Thalassemias are the commonest single gene disorders of hemoglobin synthesis, characterized by lack of or decreased synthesis of one or more globin chains. Two most common types are: beta thalassemia (Mutation disorder), diagnosed by Hb electrophoresis and beta-thalassemia (deletion disorder), diagnosed by genetic testing. In beta-thalassemia minor, obstetric outcome is not affected. However folic acid supplementation is recommended. Screening of partner is done and genetic counseling and prenatal diagnosis is offered if found to be positive.
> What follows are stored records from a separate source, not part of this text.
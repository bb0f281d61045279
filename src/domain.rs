//! The ride-share logistics domain: object types, metric names, and the four
//! action schemas (`Drive`, `Load`, `Unload`, `Assign`).

use crate::action::{Action, Comparison, Delta};
use crate::entity::Variable;

pub const PERSON: &str = "PERSON";
pub const CAR: &str = "CAR";
pub const LOCATION: &str = "LOCATION";
/// Type of the single world object holding global counters.
pub const WORLD_KIND: &str = "DOMAIN";
/// Identity of the world object.
pub const WORLD: &str = "The World";

pub const SUPPLY: &str = "supply";
pub const DEMAND: &str = "demand";
pub const CAPACITY: &str = "capacity";
pub const TRIPS_TAKEN: &str = "trips-taken";
pub const NUMBER_TRIPS: &str = "number-trips";
pub const HOME: &str = "home";
pub const OWNER: &str = "owner";

pub const AT: &str = "at";
pub const ASSIGNED: &str = "assigned";
pub const IS_ASSIGNED: &str = "is-assigned";
pub const CARRYING_LOAD: &str = "carrying-load";

/// A person drives their assigned car from one location to another.
pub fn drive() -> Action {
    Action::new(
        "Drive",
        vec![
            Variable::new("person_a", PERSON),
            Variable::new("car_a", CAR),
            Variable::new("from_loc", LOCATION),
            Variable::new("to_loc", LOCATION),
            Variable::new("world", WORLD_KIND),
        ],
    )
    .requires(AT, &["car_a", "from_loc"])
    .requires(ASSIGNED, &["person_a", "car_a"])
    .adds(AT, &["car_a", "to_loc"])
    .deletes(AT, &["car_a", "from_loc"])
    .adjusts("world", NUMBER_TRIPS, Delta::Constant(1))
    .adjusts("person_a", TRIPS_TAKEN, Delta::Constant(1))
}

/// An empty car takes on a full load at a location with supply left.
pub fn load() -> Action {
    Action::new(
        "Load",
        vec![
            Variable::new("car_a", CAR),
            Variable::new("loc_a", LOCATION),
            Variable::new("world", WORLD_KIND),
        ],
    )
    .requires(AT, &["car_a", "loc_a"])
    .forbids(CARRYING_LOAD, &["car_a"])
    .requires_metric("loc_a", SUPPLY, Comparison::Gt, 0)
    .adds(CARRYING_LOAD, &["car_a"])
    .adjusts("loc_a", SUPPLY, Delta::negated("car_a", CAPACITY))
}

/// A loaded car drops its load at a location with demand left.
pub fn unload() -> Action {
    Action::new(
        "Unload",
        vec![
            Variable::new("car_a", CAR),
            Variable::new("loc_a", LOCATION),
            Variable::new("world", WORLD_KIND),
        ],
    )
    .requires(CARRYING_LOAD, &["car_a"])
    .requires(AT, &["car_a", "loc_a"])
    .requires_metric("loc_a", DEMAND, Comparison::Gt, 0)
    .deletes(CARRYING_LOAD, &["car_a"])
    .adjusts("loc_a", DEMAND, Delta::negated("car_a", CAPACITY))
}

/// An unassigned person at a car's location gets into that car.
pub fn assign() -> Action {
    Action::new(
        "Assign",
        vec![
            Variable::new("person_a", PERSON),
            Variable::new("car_a", CAR),
            Variable::new("loc_a", LOCATION),
            Variable::new("world", WORLD_KIND),
        ],
    )
    .requires(AT, &["car_a", "loc_a"])
    .requires(AT, &["person_a", "loc_a"])
    .forbids(IS_ASSIGNED, &["person_a"])
    .adds(ASSIGNED, &["person_a", "car_a"])
    .adds(IS_ASSIGNED, &["person_a"])
    .deletes(AT, &["person_a", "loc_a"])
}

/// All schemas of the domain, in the order they are grounded.
pub fn ride_share_schemas() -> Vec<Action> {
    vec![drive(), load(), unload(), assign()]
}

#[cfg(test)]
mod tests {
    use super::*;

    #[test]
    fn test_schema_names_and_arity() {
        let schemas = ride_share_schemas();
        let summary: Vec<(&str, usize)> = schemas
            .iter()
            .map(|a| (a.name.as_str(), a.parameters.len()))
            .collect();
        assert_eq!(
            summary,
            [("Drive", 5), ("Load", 3), ("Unload", 3), ("Assign", 4)]
        );
    }

    #[test]
    fn test_schemas_are_unbound() {
        assert!(ride_share_schemas().iter().all(|a| !a.is_grounded()));
    }

    #[test]
    fn test_schema_terms_refer_to_parameters() {
        for schema in ride_share_schemas() {
            let names: Vec<&str> = schema.parameters.iter().map(|p| p.name.as_str()).collect();
            let sentences = schema
                .preconditions
                .positive
                .iter()
                .chain(&schema.preconditions.negative)
                .chain(&schema.effects.add)
                .chain(&schema.effects.delete);
            for sentence in sentences {
                for term in &sentence.terms {
                    assert!(
                        names.contains(&term.name.as_str()),
                        "{} uses unknown term {}",
                        schema.name,
                        term.name
                    );
                }
            }
        }
    }

    #[test]
    fn test_load_and_unload_use_capacity_delta() {
        assert_eq!(
            load().effects.metric[0].delta,
            Delta::negated("car_a", CAPACITY)
        );
        assert_eq!(
            unload().effects.metric[0].delta,
            Delta::negated("car_a", CAPACITY)
        );
    }
}
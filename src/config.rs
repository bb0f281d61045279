//! Planner configuration.
//!
//! Configuration can be built in code or loaded from TOML:
//!
//! ```
//! use rideplan::{ExpansionMode, PlannerConfig};
//! use std::time::Duration;
//!
//! let config = PlannerConfig::from_toml_str(r#"
//!     plans_to_find = 5
//!     output_sample = 2
//!     time_limit_ms = 1500
//!     random_seed = 42
//!     deduplicate_states = true
//!
//!     [expansion]
//!     sample = 4
//! "#).unwrap();
//!
//! assert_eq!(config.plans_to_find, 5);
//! assert_eq!(config.expansion, ExpansionMode::Sample(4));
//! assert_eq!(config.time_limit(), Some(Duration::from_millis(1500)));
//! ```

use serde::{Deserialize, Serialize};
use std::path::Path;
use std::time::Duration;

use crate::{PlanError, Result};

/// Number of successors drawn per expansion in the default sampling mode.
pub const DEFAULT_EXPANSION_SAMPLE: usize = 8;

/// How a popped state is expanded.
#[derive(Debug, Clone, Copy, PartialEq, Eq, Serialize, Deserialize)]
#[serde(rename_all = "snake_case")]
pub enum ExpansionMode {
    /// Push the successor of every applicable action.
    Exhaustive,
    /// Draw this many applicable actions uniformly, with replacement, and
    /// push only their successors.
    Sample(usize),
}

impl Default for ExpansionMode {
    fn default() -> Self {
        ExpansionMode::Sample(DEFAULT_EXPANSION_SAMPLE)
    }
}

#[derive(Debug, Clone, PartialEq, Serialize, Deserialize)]
#[serde(default)]
pub struct PlannerConfig {
    /// Goal states to collect before stopping.
    pub plans_to_find: usize,

    pub expansion: ExpansionMode,

    /// Down-sample the collected plans to this many (with replacement).
    pub output_sample: Option<usize>,

    /// Cap on pop/expand cycles.
    pub max_iterations: Option<u64>,

    /// Wall-clock limit for a single run.
    pub time_limit_ms: Option<u64>,

    /// Seed for sampling; `None` seeds from the OS.
    pub random_seed: Option<u64>,

    /// Skip states whose facts and metrics were already expanded.
    pub deduplicate_states: bool,

    /// Ground schemas on the rayon thread pool.
    pub parallel_grounding: bool,
}

impl Default for PlannerConfig {
    fn default() -> Self {
        Self {
            plans_to_find: 1,
            expansion: ExpansionMode::default(),
            output_sample: None,
            max_iterations: None,
            time_limit_ms: None,
            random_seed: None,
            deduplicate_states: false,
            parallel_grounding: false,
        }
    }
}

impl PlannerConfig {
    pub fn new() -> Self {
        Self::default()
    }

    /// Loads configuration from a TOML file.
    ///
    /// # Errors
    ///
    /// Returns error if the file can't be read, contains invalid TOML, or
    /// fails [`PlannerConfig::validate`].
    pub fn load(path: impl AsRef<Path>) -> Result<Self> {
        let contents = std::fs::read_to_string(path)?;
        Self::from_toml_str(&contents)
    }

    /// Parses and validates configuration from a TOML string.
    pub fn from_toml_str(s: &str) -> Result<Self> {
        let config: Self = toml::from_str(s)?;
        config.validate()?;
        Ok(config)
    }

    pub fn validate(&self) -> Result<()> {
        if let ExpansionMode::Sample(0) = self.expansion {
            return Err(PlanError::InvalidConfig(
                "expansion sample size must be at least 1".to_string(),
            ));
        }
        if self.output_sample == Some(0) {
            return Err(PlanError::InvalidConfig(
                "output_sample must be at least 1 when set".to_string(),
            ));
        }
        Ok(())
    }

    pub fn time_limit(&self) -> Option<Duration> {
        self.time_limit_ms.map(Duration::from_millis)
    }

    pub fn with_plans_to_find(mut self, plans: usize) -> Self {
        self.plans_to_find = plans;
        self
    }

    pub fn with_expansion(mut self, expansion: ExpansionMode) -> Self {
        self.expansion = expansion;
        self
    }

    pub fn with_output_sample(mut self, sample: usize) -> Self {
        self.output_sample = Some(sample);
        self
    }

    pub fn with_max_iterations(mut self, iterations: u64) -> Self {
        self.max_iterations = Some(iterations);
        self
    }

    pub fn with_time_limit(mut self, limit: Duration) -> Self {
        self.time_limit_ms = Some(u64::try_from(limit.as_millis()).unwrap_or(u64::MAX));
        self
    }

    pub fn with_seed(mut self, seed: u64) -> Self {
        self.random_seed = Some(seed);
        self
    }

    pub fn with_deduplication(mut self, enabled: bool) -> Self {
        self.deduplicate_states = enabled;
        self
    }

    pub fn with_parallel_grounding(mut self, enabled: bool) -> Self {
        self.parallel_grounding = enabled;
        self
    }
}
Beta thalassemia major can cause hypogonadism consequent to multiple endocrinopathies due to iron deposition. Evaluation of end organ damage and folic acid supplementation are essential preconceptionally. During pregnancy chelation should be stopped and vitamin C supplemented along with continued high dose folic acid supplementation. Repeated blood transfusions would be needed with the aim to maintain Hb at 10 gm%. Prenatal diagnosis should be offered if required. Fetal monitoring for IUGR should be done. Lactation is not contraindicated. Chelation therapy should be restarted at 3 weeks postpartum. Hormonal contraceptive pills are avoided. In beta thalassemia, adverse effects in pregnancy are due to accumulation of abnormal hemoglobins like HbH and Bart’s Hb. Silent carrier state is asymptomatic while beta thalassemia trait can present with mild anemia. Pregnancy is usually well tolerated. FA supplementation is recommended. In HbH disease anemia is exaggerated and there is an increased incidence of hemolytic crises. Blood transfusion is required for severe anemia. Screening of partner and genetic counseling is recommended for women with beta thalassemia trait/ HbH disease. Prenatal diagnosis should be offered to detect affected fetus.